Once again, we return to the "the occasional cardiac surgeon." If thoracic surgical training does not keep pace with these monumental changes pressing in on Thoracic Surgery, the specialty will be faced with a new type of "occasional cardiac surgeon," one who is trained only to perform the occasional, straightforward CABG or valve replacement and nothing else.  More time in cardiothoracic surgery, 3 years minimum, along with more rigorous case requirements for ABTS certification will create thoracic surgeons capable of performing operations of contemporary complexity which are needed at present and in the future. 

References

  1. Roberts CS.  Cardiovascular surgery as a single specialty: The case to unify cardiac and vascular surgery.  J Thorac and Cardiovasc Surg. 2008;136:271-2.

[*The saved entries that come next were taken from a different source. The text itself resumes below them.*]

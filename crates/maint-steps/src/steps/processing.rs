//! Steps de procesamiento: limpieza, features derivadas y transformación de
//! distribuciones.

use indexmap::IndexMap;
use maint_core::{Cell, CoreError, Payload, PipelineStep, StepOutput, Table};

use super::stats;

/// Limpieza del crudo: descarta filas sin objetivo, deduplica filas
/// idénticas y rellena nulos numéricos con la media de su columna.
pub struct Preprocessor {
    pub table: Table,
    pub target_col: String,
    pub out_key: String,
}

impl PipelineStep for Preprocessor {
    fn invoke(self: Box<Self>) -> Result<Option<StepOutput>, CoreError> {
        let mut table = self.table;
        let before = table.n_rows();

        if let Some(target) = table.column(&self.target_col) {
            let keep: Vec<bool> = target.iter().map(|c| stats::cell_f64(c).is_some()).collect();
            table.retain_rows(&keep);
        }
        drop_duplicate_rows(&mut table);
        fill_numeric_nulls(&mut table);

        log::info!("preprocessing: {} -> {} rows", before, table.n_rows());

        let mut out = IndexMap::new();
        out.insert(self.out_key, Payload::Table(table));
        Ok(Some(out))
    }
}

fn drop_duplicate_rows(table: &mut Table) {
    let mut seen = std::collections::HashSet::new();
    let keep: Vec<bool> = (0..table.n_rows())
        .map(|row| {
            let fingerprint: Vec<String> = table
                .iter_columns()
                .map(|(_, cells)| cells.get(row).map(Cell::to_display).unwrap_or_default())
                .collect();
            seen.insert(fingerprint)
        })
        .collect();
    table.retain_rows(&keep);
}

/// Relleno por media en columnas con al menos un valor numérico. Columnas de
/// texto quedan intactas.
fn fill_numeric_nulls(table: &mut Table) {
    let names: Vec<String> = table.column_names().iter().map(|s| s.to_string()).collect();
    for name in names {
        let mu = match table.column(&name).map(stats::numeric_values) {
            Some(values) if !values.is_empty() => match stats::mean(&values) {
                Some(mu) => mu,
                None => continue,
            },
            _ => continue,
        };
        if let Some(cells) = table.column_mut(&name) {
            for cell in cells.iter_mut() {
                if cell.is_null() {
                    *cell = Cell::Float(mu);
                }
            }
        }
    }
}

/// Features derivadas: media de sensores por fila y ratio edad/uso mensual.
pub struct FeatureBuilder {
    pub table: Table,
    pub sensor_cols: Vec<String>,
    pub out_key: String,
}

const AGE_COL: &str = "comp_age";
const RUNTIME_COL: &str = "monthly_run_time";

impl PipelineStep for FeatureBuilder {
    fn invoke(self: Box<Self>) -> Result<Option<StepOutput>, CoreError> {
        let mut table = self.table;
        let n_rows = table.n_rows();

        let sensor_mean: Vec<Cell> = (0..n_rows)
            .map(|row| {
                let values: Vec<f64> = self
                    .sensor_cols
                    .iter()
                    .filter_map(|col| table.column(col).and_then(|c| c.get(row)))
                    .filter_map(stats::cell_f64)
                    .collect();
                stats::mean(&values).map(Cell::Float).unwrap_or(Cell::Null)
            })
            .collect();
        table.insert_column("sensor_mean", sensor_mean);

        let ratio: Vec<Cell> = (0..n_rows)
            .map(|row| {
                let age = table
                    .column(AGE_COL)
                    .and_then(|c| c.get(row))
                    .and_then(stats::cell_f64);
                let runtime = table
                    .column(RUNTIME_COL)
                    .and_then(|c| c.get(row))
                    .and_then(stats::cell_f64);
                match (age, runtime) {
                    (Some(a), Some(r)) if r != 0.0 => Cell::Float(a / r),
                    _ => Cell::Null,
                }
            })
            .collect();
        table.insert_column("age_runtime_ratio", ratio);

        let mut out = IndexMap::new();
        out.insert(self.out_key, Payload::Table(table));
        Ok(Some(out))
    }
}

/// Aplica `ln(1+x)` a las columnas numéricas cuya asimetría supere el umbral.
/// La columna objetivo nunca se transforma; columnas con valores <= -1 se
/// omiten (el logaritmo no está definido sobre ellas).
pub struct DistributionTransformer {
    pub table: Table,
    pub target_col: String,
    pub skew_threshold: f64,
    pub out_key: String,
}

impl PipelineStep for DistributionTransformer {
    fn invoke(self: Box<Self>) -> Result<Option<StepOutput>, CoreError> {
        let mut table = self.table;
        let names: Vec<String> = table.column_names().iter().map(|s| s.to_string()).collect();

        for name in names {
            if name == self.target_col {
                continue;
            }
            let values = match table.column(&name).map(stats::numeric_values) {
                Some(v) if !v.is_empty() => v,
                _ => continue,
            };
            let skew = stats::skewness(&values);
            if skew <= self.skew_threshold {
                continue;
            }
            if values.iter().any(|v| *v <= -1.0) {
                log::debug!("skipping ln_1p on `{}`: values below -1", name);
                continue;
            }
            log::info!("ln_1p on `{}` (skew {:.3})", name, skew);
            if let Some(cells) = table.column_mut(&name) {
                for cell in cells.iter_mut() {
                    if let Some(v) = stats::cell_f64(cell) {
                        *cell = Cell::Float((1.0 + v).ln());
                    }
                }
            }
        }

        let mut out = IndexMap::new();
        out.insert(self.out_key, Payload::Table(table));
        Ok(Some(out))
    }
}

#[cfg(test)]
mod tests {
    use super::*;

    fn table_with_target() -> Table {
        Table::from_columns(vec![
            (
                "s1".to_string(),
                vec![Cell::Float(1.0), Cell::Null, Cell::Float(3.0), Cell::Float(1.0)],
            ),
            (
                "target".to_string(),
                vec![Cell::Int(0), Cell::Int(1), Cell::Null, Cell::Int(0)],
            ),
        ])
    }

    #[test]
    fn preprocessing_drops_null_targets_and_fills_means() {
        let step = Box::new(Preprocessor {
            table: table_with_target(),
            target_col: "target".to_string(),
            out_key: "processed-data".to_string(),
        });
        let out = step.invoke().expect("invoke").expect("outputs");
        let table = out
            .get("processed-data")
            .and_then(Payload::as_table)
            .expect("table");

        // Cuatro filas: una cae por target nulo y otra por duplicado exacto.
        assert_eq!(table.n_rows(), 2);
        // El nulo de s1 (fila con target presente) se rellena con la media.
        assert_eq!(table.column("s1").unwrap()[1], Cell::Float(1.0));
    }

    #[test]
    fn duplicate_rows_are_dropped_keeping_the_first() {
        let mut table = Table::from_columns(vec![(
            "a".to_string(),
            vec![Cell::Int(1), Cell::Int(1), Cell::Int(2)],
        )]);
        drop_duplicate_rows(&mut table);
        assert_eq!(table.n_rows(), 2);
    }

    #[test]
    fn transformer_only_touches_skewed_columns() {
        let table = Table::from_columns(vec![
            (
                "skewed".to_string(),
                vec![Cell::Float(0.0), Cell::Float(0.0), Cell::Float(0.0), Cell::Float(100.0)],
            ),
            (
                "flat".to_string(),
                vec![Cell::Float(1.0), Cell::Float(2.0), Cell::Float(3.0), Cell::Float(4.0)],
            ),
        ]);
        let step = Box::new(DistributionTransformer {
            table,
            target_col: "target".to_string(),
            skew_threshold: 1.0,
            out_key: "transformed-data".to_string(),
        });
        let out = step.invoke().expect("invoke").expect("outputs");
        let table = out
            .get("transformed-data")
            .and_then(Payload::as_table)
            .expect("table");

        assert_eq!(table.column("skewed").unwrap()[0], Cell::Float(1.0f64.ln()));
        assert_eq!(table.column("flat").unwrap()[0], Cell::Float(1.0));
    }
}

  2. Baumgartner WA.  Cardiothoracic surgery: a specialty in transition—good to great?  Ann Thorac Surg. 2003;75:1685-92.
  3. Eiseman B, Spencer FC.  The occasional open-heart surgeon.  Circulation 1965;31:161-2.
  4. ABTS Certification: General Requirements
  5. Prasad SM. From Brunk D., Trends Emerge in 2- and 3-Year Residency Programs in Thoracic Surgery News. September 2008 p 6. Published by American Association for Thoracic Surgery.